話題を戻す

ビジネス会話をしているときに、用件の話からずれていく会話があります。
個人情報保護法について話しているのに、違う方向に話がどんどん行ってしまう等。
お相手の方のご質問に真剣に答えていくことが誠実性だと思っているので、真剣にお答えしていくと、どんどん論点がずれてしまって、今、会話しなければならないのは個人情報保護法対応なのに、違う方向に話が行ってしまうことがあります。私のお答えがわかりにくいから、どんどんお相手の方の謎が深まって話がずれていってしまうのかなとこれまでは思って、説明を、言葉を言い換えて行う、様々な角度から説明するなどしてきましたが、それだけでは全く解決せず。
これはプライベートの会話などでも起こることがあります。日常会話で、特にその会話をしなくても用事に影響がないときならそれでいいのですが、そうじゃないと用事が達成できずに辛いです。

で、「言いにくいことをうまく伝える会話術」や「ハーバード流交渉術」を読んで、対話方法について勉強しているところです。
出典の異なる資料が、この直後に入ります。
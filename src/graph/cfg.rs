//! Control-flow analyses over the control-node skeleton
//!
//! Two derived, read-only views over an [`Acdfg`]:
//!
//! - [`Dominators`]: classic iterative fixed-point dominator sets over the
//!   nodes reachable from a root, with natural-loop detection from back
//!   edges. O(V·E) worst case, fine for per-method graphs.
//! - [`CfgView`]: forward/backward adjacency, def/use indexing, and the
//!   loop-aware node classification (tail/join/if/seq/head) the code
//!   generator walks.
//!
//! Both are values built on demand from a shared `&Acdfg`, so concurrent
//! analyses of one graph never contend.

use std::collections::{BTreeMap, BTreeSet};

use crate::graph::{Acdfg, DataKind, EdgeId, EdgeKind, Node, NodeId};

/// Edge kinds that carry control flow for analysis purposes
fn is_flow(kind: EdgeKind) -> bool {
    matches!(
        kind,
        EdgeKind::Control | EdgeKind::Trans | EdgeKind::Exceptional
    )
}

/// A natural loop: a back edge `back_node → head` where `head` dominates
/// `back_node`, with the loop body between them
#[derive(Debug, Clone, PartialEq, Eq)]
pub struct NaturalLoop {
    /// Loop header (the dominator)
    pub head: NodeId,
    /// Source of the back edge
    pub back_node: NodeId,
    /// Nodes forming the loop body (head and back node included)
    pub body: BTreeSet<NodeId>,
}

impl NaturalLoop {
    /// A single-node loop (`head == back_node`), special-cased by the code
    /// generator as a trivial `while` around one call
    #[must_use]
    pub fn is_self_loop(&self) -> bool {
        self.head == self.back_node
    }
}

/// Dominator sets over the control nodes reachable from a root
#[derive(Debug)]
pub struct Dominators {
    root: NodeId,
    reachable: BTreeSet<NodeId>,
    fwd: BTreeMap<NodeId, BTreeSet<NodeId>>,
    bwd: BTreeMap<NodeId, BTreeSet<NodeId>>,
    dom: BTreeMap<NodeId, BTreeSet<NodeId>>,
}

impl Dominators {
    /// Compute dominator sets from `root`
    ///
    /// Initialization: the root dominates itself; every other reachable node
    /// starts with all reachable nodes. Iterate
    /// `dom(n) = {n} ∪ ⋂ dom(pred)` to a fixed point.
    #[must_use]
    pub fn compute(graph: &Acdfg, root: NodeId) -> Self {
        let mut fwd: BTreeMap<NodeId, BTreeSet<NodeId>> = BTreeMap::new();
        let mut bwd: BTreeMap<NodeId, BTreeSet<NodeId>> = BTreeMap::new();
        for node in graph.control_nodes() {
            fwd.insert(node.id(), BTreeSet::new());
            bwd.insert(node.id(), BTreeSet::new());
        }
        for edge in graph.edges() {
            if is_flow(edge.kind) && graph.is_control(edge.from) && graph.is_control(edge.to) {
                if let Some(set) = fwd.get_mut(&edge.from) {
                    set.insert(edge.to);
                }
                if let Some(set) = bwd.get_mut(&edge.to) {
                    set.insert(edge.from);
                }
            }
        }

        let reachable = reachable_from(&fwd, root);

        // Restrict both relations to the reachable region
        let shrink = |map: &BTreeMap<NodeId, BTreeSet<NodeId>>| {
            map.iter()
                .filter(|(n, _)| reachable.contains(n))
                .map(|(n, set)| (*n, set.iter().filter(|m| reachable.contains(m)).copied().collect()))
                .collect::<BTreeMap<NodeId, BTreeSet<NodeId>>>()
        };
        let fwd = shrink(&fwd);
        let bwd = shrink(&bwd);

        let mut dom: BTreeMap<NodeId, BTreeSet<NodeId>> = BTreeMap::new();
        dom.insert(root, [root].into_iter().collect());
        for node in &reachable {
            if *node != root {
                dom.insert(*node, reachable.clone());
            }
        }

        let mut changed = true;
        while changed {
            changed = false;
            for node in &reachable {
                if *node == root {
                    continue;
                }
                let mut next: Option<BTreeSet<NodeId>> = None;
                for pred in bwd.get(node).into_iter().flatten() {
                    let pred_dom = &dom[pred];
                    next = Some(match next {
                        None => pred_dom.clone(),
                        Some(acc) => acc.intersection(pred_dom).copied().collect(),
                    });
                }
                let mut next = next.unwrap_or_default();
                next.insert(*node);
                if next != dom[node] {
                    dom.insert(*node, next);
                    changed = true;
                }
            }
        }

        Self {
            root,
            reachable,
            fwd,
            bwd,
            dom,
        }
    }

    /// The root the analysis started from
    #[must_use]
    pub fn root(&self) -> NodeId {
        self.root
    }

    /// Nodes reachable from the root
    #[must_use]
    pub fn reachable(&self) -> &BTreeSet<NodeId> {
        &self.reachable
    }

    /// Dominator set of `node` (None if unreachable)
    #[must_use]
    pub fn dominators_of(&self, node: NodeId) -> Option<&BTreeSet<NodeId>> {
        self.dom.get(&node)
    }

    /// Whether `d` dominates `n`
    #[must_use]
    pub fn dominates(&self, d: NodeId, n: NodeId) -> bool {
        self.dom.get(&n).is_some_and(|set| set.contains(&d))
    }

    /// Natural loops from back edges: `back_node → head` with `head`
    /// dominating `back_node`
    ///
    /// The body is the head plus every node that reaches the back node
    /// without passing through the head, so an enclosing cycle never leaks
    /// into an inner loop. A `head == back_node` self-loop gets the
    /// single-node body.
    #[must_use]
    pub fn natural_loops(&self) -> Vec<NaturalLoop> {
        let mut loops = Vec::new();
        for node in &self.reachable {
            for head in &self.dom[node] {
                if self.fwd[node].contains(head) {
                    let body = if head == node {
                        [*node].into_iter().collect()
                    } else {
                        // Walk predecessors from the back node, stopping at
                        // the head
                        let mut body: BTreeSet<NodeId> = [*head, *node].into_iter().collect();
                        let mut stack = vec![*node];
                        while let Some(current) = stack.pop() {
                            for pred in self.bwd.get(&current).into_iter().flatten() {
                                if body.insert(*pred) {
                                    stack.push(*pred);
                                }
                            }
                        }
                        body
                    };
                    loops.push(NaturalLoop {
                        head: *head,
                        back_node: *node,
                        body,
                    });
                }
            }
        }
        loops
    }
}

fn reachable_from(
    rel: &BTreeMap<NodeId, BTreeSet<NodeId>>,
    start: NodeId,
) -> BTreeSet<NodeId> {
    let mut seen = BTreeSet::new();
    if !rel.contains_key(&start) {
        return seen;
    }
    let mut stack = vec![start];
    while let Some(current) = stack.pop() {
        if !seen.insert(current) {
            continue;
        }
        for next in rel.get(&current).into_iter().flatten() {
            if !seen.contains(next) {
                stack.push(*next);
            }
        }
    }
    seen
}

/// Loop-aware adjacency view the code generator and diff engine walk
///
/// Self-loops are stripped from the adjacency and remembered separately; the
/// generator renders them as a trivial `while` around the node's expression
/// instead of running them through natural-loop body extraction.
#[derive(Debug)]
pub struct CfgView {
    fwd: BTreeMap<NodeId, Vec<(EdgeId, NodeId)>>,
    bwd: BTreeMap<NodeId, Vec<(EdgeId, NodeId)>>,
    def_nodes: BTreeMap<NodeId, BTreeSet<NodeId>>,
    used_nodes: BTreeMap<NodeId, BTreeSet<NodeId>>,
    loops: BTreeSet<(NodeId, NodeId)>,
    loop_heads: BTreeMap<NodeId, usize>,
    loop_backs: BTreeMap<NodeId, usize>,
    self_loops: BTreeSet<NodeId>,
}

impl CfgView {
    /// Build the view for `graph`, taking loop bookkeeping from `loops`
    #[must_use]
    pub fn new(graph: &Acdfg, loops: &[NaturalLoop]) -> Self {
        let mut fwd: BTreeMap<NodeId, Vec<(EdgeId, NodeId)>> = BTreeMap::new();
        let mut bwd: BTreeMap<NodeId, Vec<(EdgeId, NodeId)>> = BTreeMap::new();
        let mut def_nodes: BTreeMap<NodeId, BTreeSet<NodeId>> = BTreeMap::new();
        let mut used_nodes: BTreeMap<NodeId, BTreeSet<NodeId>> = BTreeMap::new();

        for node in graph.control_nodes() {
            fwd.insert(node.id(), Vec::new());
            bwd.insert(node.id(), Vec::new());
            def_nodes.insert(node.id(), BTreeSet::new());
            used_nodes.insert(node.id(), BTreeSet::new());
        }

        for edge in graph.edges() {
            match edge.kind {
                k if is_flow(k) => {
                    if let Some(succ) = fwd.get_mut(&edge.from) {
                        succ.push((edge.id, edge.to));
                    }
                    if let Some(pred) = bwd.get_mut(&edge.to) {
                        pred.push((edge.id, edge.from));
                    }
                }
                EdgeKind::Use => {
                    if let Some(set) = used_nodes.get_mut(&edge.to) {
                        set.insert(edge.from);
                    }
                }
                EdgeKind::Def => {
                    if let Some(set) = def_nodes.get_mut(&edge.from) {
                        set.insert(edge.to);
                    }
                }
                _ => {}
            }
        }

        let mut loop_set = BTreeSet::new();
        let mut loop_heads: BTreeMap<NodeId, usize> = BTreeMap::new();
        let mut loop_backs: BTreeMap<NodeId, usize> = BTreeMap::new();
        let mut self_loops = BTreeSet::new();

        for l in loops {
            if l.is_self_loop() && l.body.len() == 1 {
                self_loops.insert(l.head);
            } else {
                loop_set.insert((l.head, l.back_node));
                *loop_heads.entry(l.head).or_insert(0) += 1;
                *loop_backs.entry(l.back_node).or_insert(0) += 1;
            }
        }

        // Strip self-loop adjacency; the nodes are remembered in self_loops
        for node in &self_loops {
            if let Some(succ) = fwd.get_mut(node) {
                succ.retain(|(_, to)| to != node);
            }
            if let Some(pred) = bwd.get_mut(node) {
                pred.retain(|(_, from)| from != node);
            }
        }

        Self {
            fwd,
            bwd,
            def_nodes,
            used_nodes,
            loops: loop_set,
            loop_heads,
            loop_backs,
            self_loops,
        }
    }

    /// All flow successors of a control node (edge id, target)
    #[must_use]
    pub fn successors(&self, node: NodeId) -> &[(EdgeId, NodeId)] {
        self.fwd.get(&node).map_or(&[], Vec::as_slice)
    }

    /// Data nodes defined by `node`
    #[must_use]
    pub fn defined(&self, node: NodeId) -> Option<&BTreeSet<NodeId>> {
        self.def_nodes.get(&node)
    }

    /// Control nodes with a variable definition, in id order
    pub fn nodes_with_defs(&self) -> impl Iterator<Item = (NodeId, &BTreeSet<NodeId>)> {
        self.def_nodes
            .iter()
            .filter(|(_, defs)| !defs.is_empty())
            .map(|(n, defs)| (*n, defs))
    }

    /// Leaf statement: no flow successors
    #[must_use]
    pub fn is_tail(&self, node: NodeId) -> bool {
        self.successors(node).is_empty()
    }

    /// Join point: at least two non-loop incoming edges
    #[must_use]
    pub fn is_join(&self, node: NodeId) -> bool {
        let head_count = self.loop_heads.get(&node).copied().unwrap_or(0);
        let incoming = self.bwd.get(&node).map_or(0, Vec::len);
        incoming.saturating_sub(head_count) >= 2
    }

    fn count_outgoing(&self, node: NodeId) -> usize {
        let back_count = self.loop_backs.get(&node).copied().unwrap_or(0);
        self.successors(node).len().saturating_sub(back_count)
    }

    /// Two outgoing non-back edges
    #[must_use]
    pub fn is_if(&self, node: NodeId) -> bool {
        self.count_outgoing(node) == 2
    }

    /// One outgoing non-back edge
    #[must_use]
    pub fn is_seq(&self, node: NodeId) -> bool {
        self.count_outgoing(node) == 1
    }

    /// Head of at least one (remaining) loop
    #[must_use]
    pub fn is_head(&self, node: NodeId) -> bool {
        self.loop_heads.get(&node).copied().unwrap_or(0) > 0
    }

    /// Source of at least one (remaining) back edge
    #[must_use]
    pub fn is_back_node(&self, node: NodeId) -> bool {
        self.loop_backs.get(&node).copied().unwrap_or(0) > 0
    }

    /// Whether `(head, back_node)` is a known, still-active loop
    #[must_use]
    pub fn is_loop(&self, head: NodeId, back_node: NodeId) -> bool {
        self.loops.contains(&(head, back_node))
            && self.loop_heads.get(&head).copied().unwrap_or(0) > 0
            && self.loop_backs.get(&back_node).copied().unwrap_or(0) > 0
    }

    /// Whether the node carries a (stripped) self-loop
    #[must_use]
    pub fn has_self_loop(&self, node: NodeId) -> bool {
        self.self_loops.contains(&node)
    }

    /// Retire a loop once its `while` has been emitted: drop the back edge
    /// from the adjacency and decrement the head/back counters
    pub fn remove_loop(&mut self, head: NodeId, back_node: NodeId) {
        self.loops.remove(&(head, back_node));
        if let Some(c) = self.loop_heads.get_mut(&head) {
            *c = c.saturating_sub(1);
        }
        if let Some(c) = self.loop_backs.get_mut(&back_node) {
            *c = c.saturating_sub(1);
        }
        if let Some(succ) = self.fwd.get_mut(&back_node) {
            succ.retain(|(_, to)| *to != head);
        }
        if let Some(pred) = self.bwd.get_mut(&head) {
            pred.retain(|(_, from)| *from != back_node);
        }
    }

    fn branch_targets(&self, node: NodeId) -> Vec<NodeId> {
        self.successors(node)
            .iter()
            .filter(|(_, to)| !self.loops.contains(&(*to, node)))
            .map(|(_, to)| *to)
            .collect()
    }

    /// The single sequential successor of a seq node
    #[must_use]
    pub fn next_node(&self, node: NodeId) -> Option<NodeId> {
        let branches = self.branch_targets(node);
        match branches.as_slice() {
            [only] => Some(*only),
            _ => None,
        }
    }

    /// The two branch targets of an if node
    #[must_use]
    pub fn if_branches(&self, node: NodeId) -> Option<(NodeId, NodeId)> {
        let branches = self.branch_targets(node);
        match branches.as_slice() {
            [left, right] => Some((*left, *right)),
            _ => None,
        }
    }

    /// Variables to declare and parameters, SSA style: params are VAR data
    /// nodes used but never defined; declarations are VAR data nodes with a
    /// definition
    #[must_use]
    pub fn vars_to_declare(&self, graph: &Acdfg) -> (BTreeSet<NodeId>, BTreeSet<NodeId>) {
        let is_var = |id: &&NodeId| {
            matches!(
                graph.node(**id),
                Some(Node::Data(d)) if d.kind == DataKind::Var
            )
        };

        let mut params: BTreeSet<NodeId> = self
            .used_nodes
            .values()
            .flatten()
            .filter(is_var)
            .copied()
            .collect();
        let defined: BTreeSet<NodeId> = self
            .def_nodes
            .values()
            .flatten()
            .filter(is_var)
            .copied()
            .collect();
        for d in &defined {
            params.remove(d);
        }
        (params, defined)
    }
}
論点がずれて行ってしまったときに、会話の枠組みを粘り強く戻すことが大事だと書いてありました。

で、話が全く変わって申し訳ないのですが、ネットを見ていて、今回の衆議院選挙に関するNoteを拝読しました。中道改革連合の勝ち筋についての分析記事なのですが、拝読して強く感じたのは、どの政党がとか、選挙戦略の話の感想ではなくて恐縮なんですが、やっぱり、論点がずれていってしまったときに、論点を戻すのって重要なんだなと強く強く感じました。

花月雪氏「もし仮に中道改革連合が圧勝する世界線があるとしたら」
https://note.com/yuki_hanatuki05/n/n46f246aa9952

ネガ波は一気に来る。

問題は、来ることではなく、来た時に組織が固まっていないことだ。

IFルートでは、次の流れを平時から決めておく。

  1. 0〜6時間:一次反応(沈黙しない)
  2. 6〜24時間:ファクト提示(簡潔・一次情報)
  3. 24〜48時間:争点の再定義(生活課題へ戻す)

「言い返す」ことより、「土俵を戻す」こと。

相手のフレームに閉じ込められない運用が、結果的に消耗を減らす。

自分の仕事の時の会話だと、客観視がなかなか難しい場合もあるのですが、今回の衆議院選挙のネット動画などの場合、私、全く利害関係がないから、客観視が容易で、そこで例えば、候補者に対するネガティブな動画が大量に出てきた場合にどうするか、といった話なわけですが、この筆者の方のおっしゃる通りなんだなと強く思いました。選挙戦略という特定領域の話ではなく、会話時の対応方法という一般論としても、全くその通りだなと思いました。

私の仕事の時の会話だと、論点がずれていっているときは、以下の対応がいいのかなと思いました。

  • 一次対応:ご説明(通常通りご説明して、まだ解決しない場合は、簡潔に言葉を言い換えたり別の角度からご説明する)
  • ファクト提示:お相手の方のご意見に対して、法律やガイドラインや法解釈などのファクトを提示する
  • 論点の再定義:今の論点はここですということを、お伝えする

論点の再定義をしないと、結局、ファクト提示しても、「いや、その法律が間違っているんだ。現場の事を何にもわかってないんだ」「法解釈が間違っているんだ。こうに決まっている」という会話になることが時々あります。法律が間違っているとしても、私は今は立法担当官ではないので、法律を改正することはできないので、まずはこの論点にどういう対応をするかの話に戻すことが良いということかと思いました。